──────── PROVIDED RECORDS
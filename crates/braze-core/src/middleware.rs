//! Middleware capability traits and chain records.
//!
//! Middleware transforms messages on their way through the kernel: incoming
//! middleware sees every merged inbound envelope before listeners do,
//! outgoing middleware sees content on its way to an integration's delivery
//! function.
//!
//! A middleware function may produce its result in three shapes — a plain
//! value, a deferred value, or a multi-valued asynchronous stream — captured
//! explicitly by [`StepOutput`] and normalized exactly once, at the chain
//! boundary ([`StepOutput::into_stream`]).

use std::future::Future;
use std::sync::Arc;

use futures::future::BoxFuture;
use futures::stream::{self, BoxStream, Stream, StreamExt};
use serde_json::{Value, json};

use crate::envelope::Envelope;
use crate::error::MiddlewareError;
use crate::kernel::Kernel;
use crate::pattern::Pattern;

/// Item type produced by a middleware step.
pub type StepResult = Result<Value, MiddlewareError>;

/// The return shape of a middleware function.
pub enum StepOutput {
    /// A plain value, available immediately.
    Immediate(Value),
    /// A single deferred value.
    Deferred(BoxFuture<'static, StepResult>),
    /// A multi-valued asynchronous stream; the chain keeps only the first
    /// emission.
    Stream(BoxStream<'static, StepResult>),
}

impl StepOutput {
    /// An immediately available value.
    pub fn value(value: impl Into<Value>) -> Self {
        Self::Immediate(value.into())
    }

    /// An immediately available string value.
    ///
    /// On outgoing chains a bare string is shorthand for `{"content": ...}`.
    pub fn text(content: impl Into<String>) -> Self {
        Self::Immediate(Value::String(content.into()))
    }

    /// A single value resolved by a future.
    pub fn from_future<F>(future: F) -> Self
    where
        F: Future<Output = StepResult> + Send + 'static,
    {
        Self::Deferred(Box::pin(future))
    }

    /// A multi-valued stream.
    pub fn from_stream<S>(s: S) -> Self
    where
        S: Stream<Item = StepResult> + Send + 'static,
    {
        Self::Stream(s.boxed())
    }

    /// Normalizes all three shapes into one asynchronous multi-valued stream.
    pub(crate) fn into_stream(self) -> BoxStream<'static, StepResult> {
        match self {
            Self::Immediate(value) => stream::once(async move { Ok(value) }).boxed(),
            Self::Deferred(future) => stream::once(future).boxed(),
            Self::Stream(s) => s,
        }
    }
}

/// A transformation step applied to every inbound envelope.
pub trait IncomingMiddleware: Send + Sync {
    /// Stable identifier; chain entries are named `{service_name}.incoming`.
    fn service_name(&self) -> &str;

    /// Transforms an inbound message.
    ///
    /// `acc` holds the ordered results of every prior step for this message.
    fn incoming(&self, kernel: Kernel, message: Envelope, acc: Vec<ChainEntry>) -> StepOutput;
}

/// A transformation step applied to content being sent out.
pub trait OutgoingMiddleware: Send + Sync {
    /// Stable identifier; chain entries are named `{service_name}.outgoing`.
    fn service_name(&self) -> &str;

    /// Transforms outgoing content; `message` is the inbound envelope that
    /// triggered the send.
    fn outgoing(
        &self,
        kernel: Kernel,
        content: String,
        message: Envelope,
        acc: Vec<ChainEntry>,
    ) -> StepOutput;
}

/// A registered middleware step: name, optional eligibility filter, instance.
pub struct MiddlewareDescriptor<M: ?Sized> {
    pub(crate) name: String,
    pub(crate) filter: Option<Pattern>,
    pub(crate) middleware: Arc<M>,
}

impl<M: ?Sized> Clone for MiddlewareDescriptor<M> {
    fn clone(&self) -> Self {
        Self {
            name: self.name.clone(),
            filter: self.filter.clone(),
            middleware: Arc::clone(&self.middleware),
        }
    }
}

impl<M: ?Sized> MiddlewareDescriptor<M> {
    pub(crate) fn new(name: String, filter: Option<Pattern>, middleware: Arc<M>) -> Self {
        Self {
            name,
            filter,
            middleware,
        }
    }

    /// Whether the step may run for this message.
    ///
    /// The filter is tested against the original triggering envelope, never
    /// the accumulator. A step without a filter always runs.
    pub(crate) fn eligible(&self, trigger: &Envelope) -> bool {
        match &self.filter {
            None => true,
            Some(pattern) => pattern.matches(trigger.content()),
        }
    }
}

/// Per-step record appended to the chain accumulator.
#[derive(Debug, Clone, PartialEq)]
pub struct ChainEntry {
    /// Registered step name (`{service}.incoming` / `{service}.outgoing`).
    pub middleware: String,
    /// The value the step produced.
    pub data: Value,
    /// Content extracted from the value; populated on outgoing chains.
    pub content: Option<String>,
}

impl ChainEntry {
    pub(crate) fn incoming(name: &str, data: Value) -> Self {
        Self {
            middleware: name.to_string(),
            data,
            content: None,
        }
    }

    pub(crate) fn outgoing(name: &str, data: Value) -> Self {
        // A bare string result is shorthand for `{"content": ...}`.
        let data = match data {
            Value::String(content) => json!({ "content": content }),
            other => other,
        };
        let content = data
            .get("content")
            .and_then(Value::as_str)
            .map(str::to_owned);
        Self {
            middleware: name.to_string(),
            data,
            content,
        }
    }
}

/// Result of evaluating a middleware chain for one envelope.
#[derive(Debug, Clone)]
pub struct ChainOutput {
    /// Ordered per-step results, in registration order.
    pub data: Vec<ChainEntry>,
    /// The triggering envelope, unchanged.
    pub message: Envelope,
}

#[cfg(test)]
mod tests {
    use super::*;

    #[tokio::test]
    async fn all_three_shapes_normalize_to_a_stream() {
        let immediate = StepOutput::value(json!(1)).into_stream();
        let deferred = StepOutput::from_future(async { Ok(json!(2)) }).into_stream();
        let streamed =
            StepOutput::from_stream(stream::iter(vec![Ok(json!(3)), Ok(json!(4))])).into_stream();

        assert_eq!(immediate.collect::<Vec<_>>().await, vec![Ok(json!(1))]);
        assert_eq!(deferred.collect::<Vec<_>>().await, vec![Ok(json!(2))]);
        assert_eq!(
            streamed.collect::<Vec<_>>().await,
            vec![Ok(json!(3)), Ok(json!(4))]
        );
    }

    #[test]
    fn outgoing_entry_lifts_bare_strings_to_content() {
        let entry = ChainEntry::outgoing("hello.outgoing", json!("hi there"));
        assert_eq!(entry.data, json!({ "content": "hi there" }));
        assert_eq!(entry.content.as_deref(), Some("hi there"));
    }

    #[test]
    fn outgoing_entry_reads_content_from_objects() {
        let entry = ChainEntry::outgoing("x.outgoing", json!({ "content": "a", "extra": 1 }));
        assert_eq!(entry.content.as_deref(), Some("a"));

        let silent = ChainEntry::outgoing("x.outgoing", json!({ "extra": 1 }));
        assert_eq!(silent.content, None);
    }
}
────────────────
◆ WHAT IS EXPECTED: A word-for-word copy of the entries, from the first line through the line containing "stream — captured", is the whole answer.

◆ TASK OUTPUT:
filename crates/braze-core/src/middleware.rs
//! Middleware capability traits and chain records.
//!
//! Middleware transforms messages on their way through the kernel: incoming
//! middleware sees every merged inbound envelope before listeners do,
//! outgoing middleware sees content on its way to an integration's delivery
//! function.
//!
//! A middleware function may produce its result in three shapes — a plain
//! value, a deferred value, or a multi-valued asynchronous stream — captured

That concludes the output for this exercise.